So, I think I’ve found my calling… if I ever go to war, I want to be a medic. Well, maybe not so much. But I do love playing one in Battlefield 2. There is nothing more fun than running around healing and reviving (with defibrillator) injured or downed teammates. For one, it stops them from having to wait 15 seconds to respawn, which means more troops on your side to defend you after sticking your neck out and almost getting sniped.
I’m also feeling a very HIGH sence of relief this morning, but still uncertainty. When I went to sleep yesterday, Steven Gerrard had said that he doesn’t want to play for Liverpool anymore. My heart was broken, I was so depressed, and after feeling ripped off from my dinner and a movie last night, it was not the most pleasant way to end a day. Well, when I woke up this morning I find that it was just a huge misunderstanding, and now he really wants to stay in Liverpool. I HAVE NO IDEA WHAT TO BELIEVE ANYMORE!!! And I won’t allow my hopes to get up until he signs the damned contract… its like a rollercoaster of emotions over here. Now, if only the NHL and NHLPA would sign a damned CBA I might be able to get some sleep.
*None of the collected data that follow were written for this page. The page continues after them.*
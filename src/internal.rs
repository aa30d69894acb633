//! Region geometry, the recovery scanner, and the commit engine.

use core::mem::size_of;

#[cfg(feature = "defmt")]
use defmt::{trace, warn};

use crate::crc16::Crc16;
use crate::error::Error;
use crate::platform::NvMem;
use crate::raw;
use crate::{Persist, Record};

impl<M: NvMem, T: Record, const VERSION: u8, const FAULT_TOLERANT: bool>
    Persist<M, T, VERSION, FAULT_TOLERANT>
{
    pub(crate) const DATA_SIZE: usize = size_of::<T>();
    pub(crate) const SEQUENCE_OFFSET: usize = Self::DATA_SIZE;
    pub(crate) const CRC_OFFSET: usize = Self::DATA_SIZE + size_of::<u16>();

    pub(crate) const BLOCK_PADDING: usize =
        raw::pad_size(Self::DATA_SIZE + raw::BLOCK_OVERHEAD, M::WRITE_SIZE);
    pub(crate) const BLOCK_SIZE: usize =
        Self::DATA_SIZE + raw::BLOCK_OVERHEAD + Self::BLOCK_PADDING;
    pub(crate) const PAGE_SIZE: usize =
        Self::BLOCK_SIZE + raw::pad_size(Self::BLOCK_SIZE, M::ERASE_SIZE);
    pub(crate) const BLOCKS_PER_PAGE: usize = Self::PAGE_SIZE / Self::BLOCK_SIZE;
    pub(crate) const NUM_BLOCKS: usize = raw::min(
        (M::SIZE / Self::PAGE_SIZE) * Self::BLOCKS_PER_PAGE,
        raw::MAX_NUM_BLOCKS,
    );
    pub(crate) const NUM_PAGES: usize = raw::div_ceil(Self::NUM_BLOCKS, Self::BLOCKS_PER_PAGE);

    /// Region-relative byte offset of block `block_n`.
    pub(crate) fn block_location(block_n: u32) -> u32 {
        let page_n = block_n / Self::BLOCKS_PER_PAGE as u32;
        let block_in_page = block_n - page_n * Self::BLOCKS_PER_PAGE as u32;
        page_n * Self::PAGE_SIZE as u32 + block_in_page * Self::BLOCK_SIZE as u32
    }

    /// Full recovery scan: walk every block, keep the valid one with the
    /// most recent sequence number under modular comparison, then re-read
    /// the winner into the cache (the scan itself clobbers it).
    pub(crate) fn reset(&mut self) -> Result<(), Error> {
        self.sequence = 0;
        self.active_block = None;

        for block_n in 0..Self::NUM_BLOCKS as u32 {
            let location = Self::block_location(block_n);

            if self.nvmem.read(location, &mut self.block).is_err() {
                self.active_block = None;
                return Err(Error::Read);
            }

            if self.stored_crc() != self.computed_crc() {
                continue;
            }

            let sequence_n = self.stored_sequence();
            if self.active_block.is_none()
                || raw::supersedes(sequence_n, self.sequence, Self::NUM_BLOCKS)
            {
                self.active_block = Some(block_n);
                self.sequence = sequence_n;
            }
        }

        if let Some(block_n) = self.active_block {
            if self
                .nvmem
                .read(Self::block_location(block_n), &mut self.block)
                .is_err()
            {
                self.active_block = None;
                return Err(Error::Read);
            }
        }

        #[cfg(feature = "defmt")]
        match self.active_block {
            Some(block_n) => trace!("recovered block {} sequence {}", block_n, self.sequence),
            None => trace!("no valid block in region"),
        }

        Ok(())
    }

    /// Allocate the next block (erasing a page when the region is
    /// exhausted), encode and write `data`.
    pub(crate) fn commit(&mut self, data: &T) -> Result<(), Error> {
        let next_block = match self.next_writable_block(self.active_block) {
            Some(block_n) => {
                self.sequence = self.sequence.wrapping_add(1);
                block_n
            }
            None => match self.active_block {
                None => {
                    // Fresh or fully corrupted region with nothing left to
                    // preserve: reclaim all of it and start over.
                    let end = (Self::NUM_PAGES * Self::PAGE_SIZE) as u32;
                    if self.nvmem.erase(0, end).is_err() {
                        return Err(Error::Erase);
                    }
                    self.sequence = 0;
                    0
                }
                Some(active) => {
                    // Rotate: erase the page after the one holding the
                    // active block. The active page stays intact, so power
                    // loss anywhere in here still recovers the old record.
                    let current_page = active / Self::BLOCKS_PER_PAGE as u32;
                    let next_page = (current_page + 1) % Self::NUM_PAGES as u32;
                    let from = next_page * Self::PAGE_SIZE as u32;

                    #[cfg(feature = "defmt")]
                    trace!("rotating to page {}", next_page);

                    if self.nvmem.erase(from, from + Self::PAGE_SIZE as u32).is_err() {
                        return Err(Error::Erase);
                    }
                    self.sequence = self.sequence.wrapping_add(1);
                    next_page * Self::BLOCKS_PER_PAGE as u32
                }
            },
        };

        self.active_block = Some(next_block);
        self.encode_block(data);

        let location = Self::block_location(next_block);
        if self.nvmem.write(location, &self.block).is_err() {
            // Re-establish the active-block invariant from media before
            // reporting the failure, exactly as a power cycle would.
            #[cfg(feature = "defmt")]
            warn!("write of block {} failed, rescanning", next_block);

            let _ = self.reset();
            return Err(Error::Write);
        }

        #[cfg(feature = "defmt")]
        trace!("committed block {} sequence {}", next_block, self.sequence);

        Ok(())
    }

    /// Circular scan for the first writable block after `current`, probing
    /// every other block once. Returns `None` when the scan comes back
    /// around empty-handed, i.e. the region is exhausted.
    fn next_writable_block(&mut self, current: Option<u32>) -> Option<u32> {
        let num_blocks = Self::NUM_BLOCKS as u32;
        let start = current.unwrap_or(num_blocks - 1);

        let mut block_n = start;
        loop {
            block_n = (block_n + 1) % num_blocks;
            if self
                .nvmem
                .writable(Self::block_location(block_n), Self::BLOCK_SIZE)
            {
                break;
            }
            if block_n == start {
                break;
            }
        }

        (block_n != start).then_some(block_n)
    }

    pub(crate) fn data_is_same(&self, data: &T) -> bool {
        self.active_block.is_some() && self.block[..Self::DATA_SIZE] == *data.as_bytes()
    }

    fn encode_block(&mut self, data: &T) {
        self.block[..Self::DATA_SIZE].copy_from_slice(data.as_bytes());
        self.block[Self::SEQUENCE_OFFSET..Self::CRC_OFFSET]
            .copy_from_slice(&self.sequence.to_le_bytes());
        for byte in &mut self.block[Self::CRC_OFFSET + size_of::<u16>()..] {
            *byte = M::FILL_BYTE;
        }
        let crc = self.computed_crc();
        self.block[Self::CRC_OFFSET..Self::CRC_OFFSET + size_of::<u16>()]
            .copy_from_slice(&crc.to_le_bytes());
    }

    fn stored_sequence(&self) -> u16 {
        u16::from_le_bytes([
            self.block[Self::SEQUENCE_OFFSET],
            self.block[Self::SEQUENCE_OFFSET + 1],
        ])
    }

    fn stored_crc(&self) -> u16 {
        u16::from_le_bytes([self.block[Self::CRC_OFFSET], self.block[Self::CRC_OFFSET + 1]])
    }

    /// CRC over `data ‖ sequence_n`, seeded with the version tag.
    fn computed_crc(&self) -> u16 {
        let mut crc = Crc16::new();
        crc.seed(raw::version_seed(VERSION));
        crc.process(&self.block[..Self::CRC_OFFSET])
    }
}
Development on my projecticus maximus is going well, however a bit slow as of late. I was running into a few issues, but I think I have them all sorted out. I figured a bunch of stuff out last night while trying to fall asleep, and I wrote them all down. So I’ve got my work cut out for me this afternoon.
I’d also like to ask people to PLEASE not impersonate other people in the comments. Well, actually, I really don’t care. Its kind of funny sometimes reading something that someone said and knowing that they never would have said anything like that.